In this work, we applied a pharmacophore-based virtual screening approach as effective tool to discover novel α-syn aggregation inhibitors. Firstly, we developed a computational model that was subsequently combined with in vitro experiments to test their ability to reduce α-syn aggregation; as result we discovered a small molecule as promising inhibitor, which was used as lead compound for the development of a further series of compounds. Then, the designed molecules were synthesised, tested in vitro and studied to decipher the putative binding mode by molecular docking simulation.

2. Materials and Methods

2.1. Pharmacophore modelling and virtual screening

LigandScout V4.4Citation20 was used for the pharmacophore generation and the virtual screening experiments. Three small molecules able to bind to the N-terminal region of α-syn have been selected from literatureCitation21 and used as training set. A shared-feature pharmacophore model was created applying the default settings.

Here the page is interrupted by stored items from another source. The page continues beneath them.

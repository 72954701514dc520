mod common;

use axum_test::TestServer;
use serde_json::{json, Value};

use common::NOW_MS;
use rocketlink::domain::stores::ClickLedger;

const EXPIRES_MS: i64 = NOW_MS + 30 * 60_000;

#[tokio::test]
async fn test_redirect_success() {
    let (state, store, _clock) = common::create_test_state();
    common::seed_link(
        &store,
        "go1234",
        "https://example.com/target",
        NOW_MS,
        EXPIRES_MS,
    )
    .await;

    let server = TestServer::new(common::test_app(state)).unwrap();

    let response = server.get("/go1234").await;

    assert_eq!(response.status_code(), 307);
    assert_eq!(response.header("location"), "https://example.com/target");
}

#[tokio::test]
async fn test_redirect_records_exactly_one_direct_click() {
    let (state, store, _clock) = common::create_test_state();
    common::seed_link(&store, "go1234", "https://example.com", NOW_MS, EXPIRES_MS).await;

    let server = TestServer::new(common::test_app(state)).unwrap();

    let response = server.get("/go1234").await;
    assert_eq!(response.status_code(), 307);

    let clicks = store.for_code("go1234").await.unwrap();
    assert_eq!(clicks.len(), 1);
    assert_eq!(clicks[0].source, "Direct");
    assert_eq!(clicks[0].location, "Unknown");
    assert_eq!(clicks[0].timestamp, NOW_MS);
}

#[tokio::test]
async fn test_redirect_captures_referrer() {
    let (state, store, _clock) = common::create_test_state();
    common::seed_link(&store, "go1234", "https://example.com", NOW_MS, EXPIRES_MS).await;

    let server = TestServer::new(common::test_app(state)).unwrap();

    let response = server
        .get("/go1234")
        .add_header("Referer", "https://news.ycombinator.com")
        .await;
    assert_eq!(response.status_code(), 307);

    let clicks = store.for_code("go1234").await.unwrap();
    assert_eq!(clicks[0].source, "https://news.ycombinator.com");
}

#[tokio::test]
async fn test_redirect_not_found() {
    let (state, store, _clock) = common::create_test_state();
    let server = TestServer::new(common::test_app(state)).unwrap();

    let response = server.get("/nosuch").await;

    response.assert_status_not_found();
    assert_eq!(response.json::<Value>()["error"]["code"], "not_found");
    assert!(store.all().await.unwrap().is_empty());
}

#[tokio::test]
async fn test_redirect_expired_is_gone_and_unrecorded() {
    let (state, store, clock) = common::create_test_state();
    common::seed_link(&store, "go1234", "https://example.com", NOW_MS, EXPIRES_MS).await;

    clock.set(EXPIRES_MS + 60_000);

    let server = TestServer::new(common::test_app(state)).unwrap();

    // resolving an expired code never appends, regardless of call count
    for _ in 0..3 {
        let response = server.get("/go1234").await;
        assert_eq!(response.status_code(), 410);
        assert_eq!(response.json::<Value>()["error"]["code"], "expired");
    }

    assert!(store.all().await.unwrap().is_empty());
}

#[tokio::test]
async fn test_redirect_expiry_boundary_is_strict() {
    let (state, store, clock) = common::create_test_state();
    common::seed_link(&store, "go1234", "https://example.com", NOW_MS, EXPIRES_MS).await;

    let server = TestServer::new(common::test_app(state)).unwrap();

    // at now == expires_at the link still resolves as live
    clock.set(EXPIRES_MS);
    let response = server.get("/go1234").await;
    assert_eq!(response.status_code(), 307);
    assert_eq!(store.for_code("go1234").await.unwrap().len(), 1);

    // one millisecond later it is expired
    clock.set(EXPIRES_MS + 1);
    let response = server.get("/go1234").await;
    assert_eq!(response.status_code(), 410);
    assert_eq!(store.for_code("go1234").await.unwrap().len(), 1);
}

#[tokio::test]
async fn test_create_then_resolve_roundtrip() {
    let (state, store, _clock) = common::create_test_state();
    let server = TestServer::new(common::test_app(state)).unwrap();

    let response = server
        .post("/api/shorten")
        .json(&json!({ "urls": [{ "url": "https://example.com", "shortcode": "abc" }] }))
        .await;
    response.assert_status_ok();

    let response = server.get("/abc").await;
    assert_eq!(response.status_code(), 307);
    assert_eq!(response.header("location"), "https://example.com");

    let clicks = store.for_code("abc").await.unwrap();
    assert_eq!(clicks.len(), 1);
    assert_eq!(clicks[0].source, "Direct");
}
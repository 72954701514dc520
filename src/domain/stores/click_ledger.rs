//! Store trait for the click-event ledger.

use async_trait::async_trait;

use crate::domain::entities::ClickEvent;
use crate::domain::errors::StoreError;

/// Append-only ledger of click events.
///
/// Events are trusted input, constructed only by the redirect resolver;
/// `append` performs no validation. Insertion order is the only ordering
/// guarantee — queries never resort by timestamp.
///
/// # Implementations
///
/// - [`crate::infrastructure::persistence::MemoryStore`] - in-memory default
/// - [`crate::infrastructure::persistence::SqliteStore`] - durable SQLite backend
/// - Test mocks available with `cfg(test)`
#[cfg_attr(test, mockall::automock)]
#[async_trait]
pub trait ClickLedger: Send + Sync {
    /// Appends one event.
    ///
    /// # Errors
    ///
    /// Returns [`StoreError::Backend`] on storage errors.
    async fn append(&self, event: ClickEvent) -> Result<(), StoreError>;

    /// All events for one shortcode, in insertion order.
    ///
    /// # Errors
    ///
    /// Returns [`StoreError::Backend`] on storage errors.
    async fn for_code(&self, code: &str) -> Result<Vec<ClickEvent>, StoreError>;

    /// Every event in insertion order, for aggregate statistics.
    ///
    /// # Errors
    ///
    /// Returns [`StoreError::Backend`] on storage errors.
    async fn all(&self) -> Result<Vec<ClickEvent>, StoreError>;
}
pub mod click;
pub mod link;

pub use click::{ClickEvent, DIRECT_SOURCE, UNKNOWN_LOCATION};
pub use link::LinkRecord;
//! Submission-row validation.
//!
//! Pure, total functions: malformed input never panics, it comes back as a
//! [`RowError`] classification the pipeline collects per row.

use std::sync::LazyLock;

use regex::Regex;
use url::Url;

use crate::domain::errors::RowError;

/// Validity window applied when a row leaves the field blank.
pub const DEFAULT_VALIDITY_MINUTES: i64 = 30;

/// Compiled regex for shortcode validation.
static SHORTCODE_REGEX: LazyLock<Regex> =
    LazyLock::new(|| Regex::new(r"^[A-Za-z0-9]{3,16}$").unwrap());

/// Checks that `raw` parses as an absolute URL with both a scheme and a host.
///
/// Scheme-relative input (`example.com`) and host-less schemes
/// (`mailto:x@y.z`) are rejected.
pub fn validate_url(raw: &str) -> Result<(), RowError> {
    let parsed = Url::parse(raw).map_err(|_| RowError::InvalidUrl)?;

    if parsed.host_str().is_none() {
        return Err(RowError::InvalidUrl);
    }

    Ok(())
}

/// Checks that `code` is 3-16 alphanumeric characters.
pub fn validate_shortcode(code: &str) -> Result<(), RowError> {
    if SHORTCODE_REGEX.is_match(code) {
        Ok(())
    } else {
        Err(RowError::InvalidShortcode)
    }
}

/// Parses a validity string into a number of minutes.
///
/// Empty input falls back to [`DEFAULT_VALIDITY_MINUTES`]. Anything other
/// than a plain unsigned decimal integer is rejected. Zero is rejected too:
/// a record must expire strictly after it is created.
pub fn validate_validity(raw: &str) -> Result<i64, RowError> {
    let trimmed = raw.trim();

    if trimmed.is_empty() {
        return Ok(DEFAULT_VALIDITY_MINUTES);
    }

    if !trimmed.bytes().all(|b| b.is_ascii_digit()) {
        return Err(RowError::InvalidValidity);
    }

    let minutes: i64 = trimmed.parse().map_err(|_| RowError::InvalidValidity)?;

    if minutes == 0 {
        return Err(RowError::InvalidValidity);
    }

    Ok(minutes)
}
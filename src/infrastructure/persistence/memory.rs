//! In-memory store: the default backend.

use std::collections::{HashMap, HashSet};

use async_trait::async_trait;
use tokio::sync::RwLock;

use crate::domain::entities::{ClickEvent, LinkRecord};
use crate::domain::errors::StoreError;
use crate::domain::stores::{ClickLedger, LinkRegistry};

/// Insertion-ordered link table with a code index for O(1) lookups.
#[derive(Debug, Default)]
struct LinkTable {
    order: Vec<LinkRecord>,
    index: HashMap<String, usize>,
}

/// In-memory registry + ledger.
///
/// Writes take the table's write lock, so at most one mutation is in flight
/// per table and readers observe either the pre-batch or fully-post-batch
/// state, never a partial insert.
#[derive(Debug, Default)]
pub struct MemoryStore {
    links: RwLock<LinkTable>,
    clicks: RwLock<Vec<ClickEvent>>,
}

impl MemoryStore {
    pub fn new() -> Self {
        Self::default()
    }
}

#[async_trait]
impl LinkRegistry for MemoryStore {
    async fn exists(&self, code: &str) -> Result<bool, StoreError> {
        Ok(self.links.read().await.index.contains_key(code))
    }

    async fn get(&self, code: &str) -> Result<Option<LinkRecord>, StoreError> {
        let table = self.links.read().await;
        Ok(table.index.get(code).map(|&pos| table.order[pos].clone()))
    }

    async fn insert_all(&self, records: Vec<LinkRecord>) -> Result<(), StoreError> {
        let mut table = self.links.write().await;

        let mut incoming: HashSet<&str> = HashSet::with_capacity(records.len());
        for record in &records {
            if table.index.contains_key(&record.shortcode)
                || !incoming.insert(record.shortcode.as_str())
            {
                return Err(StoreError::DuplicateShortcode {
                    code: record.shortcode.clone(),
                });
            }
        }

        for record in records {
            let pos = table.order.len();
            table.index.insert(record.shortcode.clone(), pos);
            table.order.push(record);
        }

        Ok(())
    }

    async fn list_all(&self) -> Result<Vec<LinkRecord>, StoreError> {
        Ok(self.links.read().await.order.clone())
    }
}

#[async_trait]
impl ClickLedger for MemoryStore {
    async fn append(&self, event: ClickEvent) -> Result<(), StoreError> {
        self.clicks.write().await.push(event);
        Ok(())
    }

    async fn for_code(&self, code: &str) -> Result<Vec<ClickEvent>, StoreError> {
        Ok(self
            .clicks
            .read()
            .await
            .iter()
            .filter(|c| c.shortcode == code)
            .cloned()
            .collect())
    }

    async fn all(&self) -> Result<Vec<ClickEvent>, StoreError> {
        Ok(self.clicks.read().await.clone())
    }
}

#[cfg(test)]
mod tests {
    use super::*;

    fn record(code: &str) -> LinkRecord {
        LinkRecord {
            long_url: format!("https://example.com/{code}"),
            shortcode: code.to_string(),
            created_at: 1_000,
            expires_at: 1_801_000,
        }
    }

    fn click(code: &str, timestamp: i64) -> ClickEvent {
        ClickEvent {
            shortcode: code.to_string(),
            timestamp,
            source: "Direct".to_string(),
            location: "Unknown".to_string(),
        }
    }

    #[tokio::test]
    async fn test_insert_and_get() {
        let store = MemoryStore::new();

        store.insert_all(vec![record("abc123")]).await.unwrap();

        assert!(store.exists("abc123").await.unwrap());
        assert!(!store.exists("other1").await.unwrap());

        let found = store.get("abc123").await.unwrap().unwrap();
        assert_eq!(found.long_url, "https://example.com/abc123");

        assert!(store.get("missing").await.unwrap().is_none());
    }

    #[tokio::test]
    async fn test_list_all_preserves_insertion_order() {
        let store = MemoryStore::new();

        store
            .insert_all(vec![record("zzz999"), record("aaa111")])
            .await
            .unwrap();
        store.insert_all(vec![record("mmm555")]).await.unwrap();

        let codes: Vec<_> = store
            .list_all()
            .await
            .unwrap()
            .into_iter()
            .map(|r| r.shortcode)
            .collect();
        assert_eq!(codes, vec!["zzz999", "aaa111", "mmm555"]);
    }

    #[tokio::test]
    async fn test_insert_all_rejects_existing_code_wholesale() {
        let store = MemoryStore::new();
        store.insert_all(vec![record("taken1")]).await.unwrap();

        let result = store
            .insert_all(vec![record("fresh1"), record("taken1")])
            .await;

        assert!(matches!(
            result,
            Err(StoreError::DuplicateShortcode { code }) if code == "taken1"
        ));
        // the whole batch must be rolled back, including the fresh code
        assert!(!store.exists("fresh1").await.unwrap());
        assert_eq!(store.list_all().await.unwrap().len(), 1);
    }

    #[tokio::test]
    async fn test_insert_all_rejects_duplicate_within_batch() {
        let store = MemoryStore::new();

        let result = store
            .insert_all(vec![record("same12"), record("same12")])
            .await;

        assert!(matches!(
            result,
            Err(StoreError::DuplicateShortcode { .. })
        ));
        assert!(store.list_all().await.unwrap().is_empty());
    }

    #[tokio::test]
    async fn test_ledger_append_and_query_order() {
        let store = MemoryStore::new();

        // out-of-order timestamps on purpose: insertion order must win
        store.append(click("abc123", 300)).await.unwrap();
        store.append(click("other1", 100)).await.unwrap();
        store.append(click("abc123", 200)).await.unwrap();

        let for_abc = store.for_code("abc123").await.unwrap();
        let timestamps: Vec<_> = for_abc.iter().map(|c| c.timestamp).collect();
        assert_eq!(timestamps, vec![300, 200]);

        assert_eq!(store.all().await.unwrap().len(), 3);
        assert!(store.for_code("nosuch").await.unwrap().is_empty());
    }
}
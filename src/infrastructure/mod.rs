pub mod geo;
pub mod persistence;
pub mod telemetry;
//! Handler for aggregate statistics.

use axum::{extract::State, Json};

use crate::api::dto::stats::{LinkStatsDto, StatsListResponse};
use crate::error::AppError;
use crate::state::AppState;

/// Returns aggregate statistics for every link.
///
/// # Endpoint
///
/// `GET /api/stats`
///
/// Links come back in insertion order with per-link click totals; the
/// summary carries overall counts, active/expired tallies, and the average
/// clicks per link.
pub async fn stats_list_handler(
    State(state): State<AppState>,
) -> Result<Json<StatsListResponse>, AppError> {
    let (summary, overviews) = state.stats.list_links_with_stats().await?;

    Ok(Json(StatsListResponse {
        summary: summary.into(),
        links: overviews.into_iter().map(LinkStatsDto::from).collect(),
    }))
}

All virtual screening runs were performed by setting the option “Get best matching conformation” as retrieval mode.

2.2. Chemistry

All reagents were used without further purification and bought from common commercial suppliers. Melting points were determined on a Buchi B-545 apparatus (BUCHILabortechnik AG Flawil, Switzerland). By combustion analysis (C, H, N) carried out on a Carlo Erba Model1106-Elemental Analyser we determined the purity of synthesised compounds; the results confirmed a ± 95% purity. Merck Silica Gel 60 F254 plates were used for analytical TLC (Merck KGaA, Darmstadt, Germany). For detection, iodine vapour and UV light (254 nm) were used. 1H and 13C NMR spectra were measured in dimethylsulfoxide-d6 (DMSO-d6) with a Varian Gemini 500 spectrometer (Varian Inc. Palo Alto, California USA); chemical shifts are expressed in δ (ppm).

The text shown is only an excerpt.